Write every record out again exactly as shown below.

◆ ◆ ◆ ◆

//! Core flow-graph data structures.

use gf_core::{EdgeId, NodeId, PartId};
use gf_geometry::GridPoint;
use gf_liquids::Liquid;
use std::collections::BTreeMap;

/// A directed route instance in global coordinates.
///
/// Carries the originating part and the local origin/destination points so
/// computed flows can be written back into that part's own frame.
#[derive(Debug, Clone)]
pub struct FlowEdge {
    pub id: EdgeId,
    /// Index of the contributing part in the solve's part list.
    pub part: PartId,
    pub from: NodeId,
    pub to: NodeId,
    /// Route origin/destination in the part's local frame.
    pub from_local: GridPoint,
    pub to_local: GridPoint,
    pub friction: f64,
    pub pressure: f64,
    pub liquids: Vec<Liquid>,
    pub source: bool,
    pub sink: bool,
}

/// The assembled, immutable flow graph.
///
/// Nodes and edges live in vectors indexed by their IDs; adjacency is
/// stored as compact offset lists, deterministic by construction (parts in
/// input order, routes in their ordered transition maps).
#[derive(Debug, Clone)]
pub struct FlowGraph {
    pub(crate) points: Vec<GridPoint>,
    pub(crate) index: BTreeMap<GridPoint, NodeId>,
    pub(crate) edges: Vec<FlowEdge>,

    /// Edge i leaving node n is out_edges[out_offsets[n]..out_offsets[n+1]].
    pub(crate) out_offsets: Vec<usize>,
    pub(crate) out_edges: Vec<EdgeId>,
    pub(crate) in_offsets: Vec<usize>,
    pub(crate) in_edges: Vec<EdgeId>,

    /// Number of parts in the originating solve (including route-less ones).
    pub(crate) part_count: usize,
}

impl FlowGraph {
    pub fn node_count(&self) -> usize {
        self.points.len()
    }

    pub fn edges(&self) -> &[FlowEdge] {
        &self.edges
    }

    pub fn edge(&self, id: EdgeId) -> Option<&FlowEdge> {
        self.edges.get(id.index() as usize)
    }

    pub fn part_count(&self) -> usize {
        self.part_count
    }

    /// The global point of a node.
    pub fn point(&self, node: NodeId) -> Option<GridPoint> {
        self.points.get(node.index() as usize).copied()
    }

    /// The node at a global point, if any route touches it.
    pub fn node_at(&self, point: GridPoint) -> Option<NodeId> {
        self.index.get(&point).copied()
    }

    /// Edge IDs leaving a node.
    pub fn outgoing(&self, node: NodeId) -> &[EdgeId] {
        let idx = node.index() as usize;
        if idx >= self.points.len() {
            return &[];
        }
        &self.out_edges[self.out_offsets[idx]..self.out_offsets[idx + 1]]
    }

    /// Edge IDs arriving at a node.
    pub fn incoming(&self, node: NodeId) -> &[EdgeId] {
        let idx = node.index() as usize;
        if idx >= self.points.len() {
            return &[];
        }
        &self.in_edges[self.in_offsets[idx]..self.in_offsets[idx + 1]]
    }

    /// A node with no outgoing routes is a dead end: flow must not be
    /// directed into it (implicit closed sink, infinite friction).
    pub fn is_dead_end(&self, node: NodeId) -> bool {
        self.outgoing(node).is_empty()
    }

    /// All dead-end nodes, in node order.
    pub fn dead_ends(&self) -> impl Iterator<Item = NodeId> + '_ {
        (0..self.points.len() as u32)
            .map(NodeId::from_index)
            .filter(|n| self.is_dead_end(*n))
    }

    pub fn nodes(&self) -> impl Iterator<Item = NodeId> + '_ {
        (0..self.points.len() as u32).map(NodeId::from_index)
    }
}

◆ ◆ ◆ ◆

| Output |
//! Core flow-graph data structures.

use gf_core::{EdgeId, NodeId, PartId};
use gf_geometry::GridPoint;
use gf_liquids::Liquid;
use std::collections::BTreeMap;

/// A directed route instance in global coordinates.
///
/// Carries the originating part and the local origin/destination points so
/// computed flows can be written back into that part's own frame.
#[derive(Debug, Clone)]
pub struct FlowEdge {
    pub id: EdgeId,
    /// Index of the contributing part in the solve's part list.
    pub part: PartId,
    pub from: NodeId,
    pub to: NodeId,
    /// Route origin/destination in the part's local frame.
    pub from_local: GridPoint,
    pub to_local: GridPoint,
    pub friction: f64,
    pub pressure: f64,
    pub liquids: Vec<Liquid>,
    pub source: bool,
    pub sink: bool,
}

/// The assembled, immutable flow graph.
///
/// Nodes and edges live in vectors indexed by their IDs; adjacency is
/// stored as compact offset lists, deterministic by construction (parts in
/// input order, routes in their ordered transition maps).
#[derive(Debug, Clone)]
pub struct FlowGraph {
    pub(crate) points: Vec<GridPoint>,
    pub(crate) index: BTreeMap<GridPoint, NodeId>,
    pub(crate) edges: Vec<FlowEdge>,

    /// Edge i leaving node n is out_edges[out_offsets[n]..out_offsets[n+1]].
    pub(crate) out_offsets: Vec<usize>,
    pub(crate) out_edges: Vec<EdgeId>,
    pub(crate) in_offsets: Vec<usize>,
    pub(crate) in_edges: Vec<EdgeId>,

    /// Number of parts in the originating solve (including route-less ones).
    pub(crate) part_count: usize,
}

impl FlowGraph {
    pub fn node_count(&self) -> usize {
        self.points.len()
    }

    pub fn edges(&self) -> &[FlowEdge] {
        &self.edges
    }

    pub fn edge(&self, id: EdgeId) -> Option<&FlowEdge> {
        self.edges.get(id.index() as usize)
    }

    pub fn part_count(&self) -> usize {
        self.part_count
    }

    /// The global point of a node.
    pub fn point(&self, node: NodeId) -> Option<GridPoint> {
        self.points.get(node.index() as usize).copied()
    }

    /// The node at a global point, if any route touches it.
    pub fn node_at(&self, point: GridPoint) -> Option<NodeId> {
        self.index.get(&point).copied()
    }

    /// Edge IDs leaving a node.
    pub fn outgoing(&self, node: NodeId) -> &[EdgeId] {
        let idx = node.index() as usize;
        if idx >= self.points.len() {
            return &[];
        }
        &self.out_edges[self.out_offsets[idx]..self.out_offsets[idx + 1]]
    }

    /// Edge IDs arriving at a node.
    pub fn incoming(&self, node: NodeId) -> &[EdgeId] {
        let idx = node.index() as usize;
        if idx >= self.points.len() {
            return &[];
        }
        &self.in_edges[self.in_offsets[idx]..self.in_offsets[idx + 1]]
    }

    /// A node with no outgoing routes is a dead end: flow must not be
    /// directed into it (implicit closed sink, infinite friction).
    pub fn is_dead_end(&self, node: NodeId) -> bool {
        self.outgoing(node).is_empty()
    }

    /// All dead-end nodes, in node order.
    pub fn dead_ends(&self) -> impl Iterator<Item = NodeId> + '_ {
        (0..self.points.len() as u32)
            .map(NodeId::from_index)
            .filter(|n| self.is_dead_end(*n))
    }

    pub fn nodes(&self) -> impl Iterator<Item = NodeId> + '_ {
        (0..self.points.len() as u32).map(NodeId::from_index)
    }
}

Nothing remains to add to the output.